Lo sorprendente de este estudio es que las avispas han aprendido a copiar exactamente ese mismo sistema.
Al manipular al roble, consiguen que las agallas desarrollen una especie de “tapa” rica en grasa que las hormigas confunden con comida. Por eso las recogen y las trasladan a sus nidos como si fueran semillas valiosas.
“Las avispas no solo manipulan a los robles, sino también el comportamiento de las hormigas”, explica el investigador John Tooker.
Las observaciones y los análisis químicos confirmaron la clave del engaño: las hormigas ignoran las agallas que no tienen esa tapa, pero se llevan rápidamente las que sí la conservan. Una vez dentro del hormiguero, se comen el “cebo” y dejan la agalla intacta, protegiendo sin saberlo a la larva de avispa que hay dentro.
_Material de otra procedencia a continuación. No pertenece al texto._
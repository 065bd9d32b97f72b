//! Chat completion providers

pub mod openai;

pub use openai::ChatClient;
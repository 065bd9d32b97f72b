//! Generative client capability the shaper is written against

use async_trait::async_trait;
use crate::error::Result;
use crate::request::{ChatCompletion, CreateChatCompletion};

/// Something that can build and send chat completion requests
#[async_trait]
pub trait GenerativeClient: Send + Sync
{   /// Build a fresh request for a single prompt
    fn make_chat_completion(&self, prompt: &str) -> CreateChatCompletion;

    /// Send a request and return the parsed completion
    async fn request_chat_completion(
      &self
    , request: &CreateChatCompletion
    ) -> Result<ChatCompletion>;
}

#[async_trait]
impl<C> GenerativeClient for std::sync::Arc<C>
where
  C: GenerativeClient + ?Sized
{   fn make_chat_completion(&self, prompt: &str) -> CreateChatCompletion
    {   (**self).make_chat_completion(prompt)
    }

    async fn request_chat_completion(
      &self
    , request: &CreateChatCompletion
    ) -> Result<ChatCompletion>
    {   (**self).request_chat_completion(request).await
    }
}
use std::collections::{BTreeMap, BTreeSet};

use tracing::{debug, info};

use super::argument::Argument;
use super::error::AspicError;
use super::formula::is_variable;
use super::knowledge::{Element, KnowledgeBase};
use super::preference::{check_preference, Ordering};
use super::rule::{Rule, RuleKind};
use super::solver::{
    ArgumentDescriptor, Evaluation, ExtensionRequest, ExtensionSet, ExtensionSolver, Semantics,
};
use super::system::ArgumentationSystem;

type Edge = (String, String);
type Captures = BTreeMap<String, BTreeMap<String, String>>;

/// An ASPIC+ argumentation theory: an argumentation system applied to a
/// knowledge base under an ordering principle.
///
/// The theory is populated once, evaluated once: `evaluate` (or the
/// individual `construct_arguments` / `calculate_attack` /
/// `calculate_defeat` steps) runs the closure and the theory is treated
/// as immutable afterwards.
pub struct ArgumentationTheory {
    pub system: ArgumentationSystem,
    pub knowledge_base: KnowledgeBase,
    ordering: Ordering,
    arg_count: usize,
    arguments: Vec<Argument>,
    argument_preferences: Vec<Edge>,
    attack: Vec<Edge>,
    defeat: Vec<Edge>,
}
use std::collections::BTreeMap;
use std::fmt;

use nom::{
    branch::alt,
    bytes::complete::{tag, take_while, take_while1, take_while_m_n},
    character::complete::{char, digit1, space0},
    combinator::{all_consuming, opt, recognize},
    sequence::{delimited, pair},
    IResult, Parser,
};
use serde::{Deserialize, Serialize};

use super::error::AspicError;
use super::expr;

/// True when a token names a variable (uppercase initial).
pub fn is_variable(token: &str) -> bool {
    token.chars().next().is_some_and(|c| c.is_ascii_uppercase())
}

/// A bracketed arithmetic parameter: the variables it mentions and the
/// evaluable text (grouping braces already rewritten to parentheses).
#[derive(Debug, Clone, Serialize, Deserialize)]
struct Expression {
    parameters: Vec<String>,
    expression: String,
}

/// A literal `term(p1,...,pn)`.
///
/// Parameters are constants (lowercase or numeric), variables (uppercase
/// initial) or bracketed arithmetic expressions such as `[X*0.8]`. A
/// formula whose term is itself a binary comparison (`X>65`) acts as a
/// side-condition in rule antecedents and carries no parameters.
///
/// Two formulas are equal when term and parameter sequence match;
/// `variable_mapping` only affects rendering of unresolved parameters.
#[derive(Debug, Clone, Serialize, Deserialize)]
pub struct Formula {
    pub term: String,
    pub parameters: Vec<String>,
    pub variables: Vec<String>,
    pub is_comparison: bool,
    expressions: BTreeMap<usize, Expression>,
    expression_map: BTreeMap<String, String>,
    pub variable_mapping: BTreeMap<String, String>,
}

fn formula_body(input: &str) -> IResult<&str, (&str, Option<&str>)> {
    let (input, term) = take_while1(|c| c != '(' && c != ')' && c != ' ')(input)?;
    let (input, params) = opt(delimited(
        char('('),
        take_while1(|c| c != '(' && c != ')'),
        char(')'),
    ))
    .parse(input)?;
    Ok((input, (term, params)))
}

// One comparison operand: a variable (`X`, `Age`) or a numeric literal.
fn comparison_operand(input: &str) -> IResult<&str, &str> {
    alt((
        recognize(pair(
            take_while_m_n(1, 1, |c: char| c.is_ascii_uppercase()),
            take_while(|c: char| c.is_ascii_lowercase()),
        )),
        digit1,
    ))
    .parse(input)
}

fn comparison_operands(term: &str) -> Option<(String, String)> {
    let mut parser = all_consuming((
        comparison_operand,
        delimited(space0, alt((tag("=="), tag("<"), tag(">"))), space0),
        comparison_operand,
    ));
    let (_, (lhs, _, rhs)) = parser.parse(term).ok()?;
    Some((lhs.to_string(), rhs.to_string()))
}

// Content of the first bracketed section of a parameter, if any.
fn bracket_content(raw: &str) -> Option<&str> {
    let start = raw.find('[')?;
    let rest = &raw[start + 1..];
    let end = rest.find(']')?;
    let inner = &rest[..end];
    if inner.is_empty() || inner.contains('[') {
        None
    } else {
        Some(inner)
    }
}

impl Formula {
    pub fn parse(text: &str) -> Result<Formula, AspicError> {
        let trimmed = text.trim();
        let (term, params) = match formula_body(trimmed) {
            Ok((_, parts)) => parts,
            Err(_) => return Err(AspicError::MalformedFormula(text.to_string())),
        };

        let mut formula = Formula {
            term: term.to_string(),
            parameters: Vec::new(),
            variables: Vec::new(),
            is_comparison: false,
            expressions: BTreeMap::new(),
            expression_map: BTreeMap::new(),
            variable_mapping: BTreeMap::new(),
        };

        match params {
            Some(list) => {
                for raw in list.split(',') {
                    let param = raw.trim();
                    if param.is_empty() {
                        continue;
                    }
                    if !formula.record_expression(param) {
                        formula.parameters.push(param.to_string());
                        if is_variable(param) {
                            formula.variables.push(param.to_string());
                        }
                    }
                }
            }
            None => {
                if let Some((lhs, rhs)) = comparison_operands(&formula.term) {
                    formula.is_comparison = true;
                    for operand in [lhs, rhs] {
                        if is_variable(&operand) {
                            formula.variables.push(operand);
                        }
                    }
                }
            }
        }
        Ok(formula)
    }

    // Records `raw` as a bracketed expression parameter. Returns false
    // when the parameter is not an expression.
    fn record_expression(&mut self, raw: &str) -> bool {
        let Some(inner) = bracket_content(raw) else {
            return false;
        };
        self.parameters.push(inner.to_string());

        let mut expr_parameters = Vec::new();
        let mut current = String::new();
        for ch in inner.chars() {
            if matches!(ch, '+' | '-' | '*' | '/' | '{' | '}') {
                if !current.is_empty() && is_variable(&current) {
                    self.variables.push(current.clone());
                    expr_parameters.push(current.clone());
                }
                current.clear();
            } else {
                current.push(ch);
            }
        }
        if !current.is_empty() && is_variable(&current) {
            self.variables.push(current.clone());
            expr_parameters.push(current.clone());
        }

        let expression = inner.replace('{', "(").replace('}', ")");
        self.expressions.insert(
            self.parameters.len() - 1,
            Expression {
                parameters: expr_parameters,
                expression,
            },
        );
        self.expression_map.insert(inner.to_string(), inner.to_string());
        true
    }

    pub fn has_variables(&self) -> bool {
        !self.variables.is_empty()
    }

    /// Substitutes bound values into the comparison term and evaluates the
    /// result. Anything that fails to evaluate counts as `false`.
    pub fn evaluate_comparison(&self, variable_mapping: &BTreeMap<String, String>) -> bool {
        if !self.is_comparison {
            return false;
        }
        let mut expression = self.term.clone();
        for (var, value) in variable_mapping {
            expression = expression.replace(var.as_str(), value);
        }
        expr::eval_comparison(&expression).unwrap_or(false)
    }

    /// Substitutes bound variables into every expression parameter and
    /// replaces the parameter with the truncated integer result. An
    /// expression that still fails to evaluate resolves to `0`.
    pub fn resolve_expressions(&mut self) {
        for (&idx, info) in &self.expressions {
            let mut expression = info.expression.clone();
            for p in &info.parameters {
                if let Some(value) = self.variable_mapping.get(p) {
                    expression = expression.replace(p.as_str(), value);
                }
            }
            let result = expr::eval_int(&expression).unwrap_or(0);
            self.parameters[idx] = result.to_string();
        }
    }
}

impl fmt::Display for Formula {
    fn fmt(&self, f: &mut fmt::Formatter<'_>) -> fmt::Result {
        if self.parameters.is_empty() {
            return write!(f, "{}", self.term);
        }
        let rendered: Vec<String> = self
            .parameters
            .iter()
            .map(|p| {
                if let Some(original) = self.expression_map.get(p) {
                    format!("[{}]", original)
                } else if let Some(value) = self.variable_mapping.get(p) {
                    value.clone()
                } else {
                    p.clone()
                }
            })
            .collect();
        write!(f, "{}({})", self.term, rendered.join(", "))
    }
}

impl PartialEq for Formula {
    fn eq(&self, other: &Self) -> bool {
        self.term == other.term && self.parameters == other.parameters
    }
}

impl Eq for Formula {}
¿Quién engañó a quién primero?
La gran pregunta que ahora se hacen los científicos es fascinante: ¿fueron las plantas las primeras en desarrollar estos cebos grasos, o fueron las avispas las que llegaron antes?
Según Robert J. Warren II, de la SUNY Buffalo State, las agallas de roble son tan abundantes que podrían haber moldeado el comportamiento de las hormigas durante miles de años, preparando el terreno para que más tarde las plantas “copiaran” la estrategia.
En otras palabras: lo que parecía una simple relación entre plantas y hormigas podría tener su origen en un engaño evolutivo ideado por insectos.
La ciencia que estaba ahí… esperando ser vista
Lo más llamativo de esta historia es que todo ocurría a plena vista, en bosques de Norteamérica, año tras año. Bastó la curiosidad de un niño para que alguien se hiciera la pregunta correcta.
“Apuesto a que otros niños han hecho descubrimientos parecidos sin saber lo importantes que podían ser”, reconocía Hugo tiempo después. “Es extraño pensar que algo tan pequeño pueda cambiar lo que creíamos saber”.
Hoy, ese hallazgo no solo ha ampliado el conocimiento sobre las relaciones entre especies, sino que recuerda algo esencial: la naturaleza sigue escondiendo secretos extraordinarios… incluso en un simple paseo por el campo.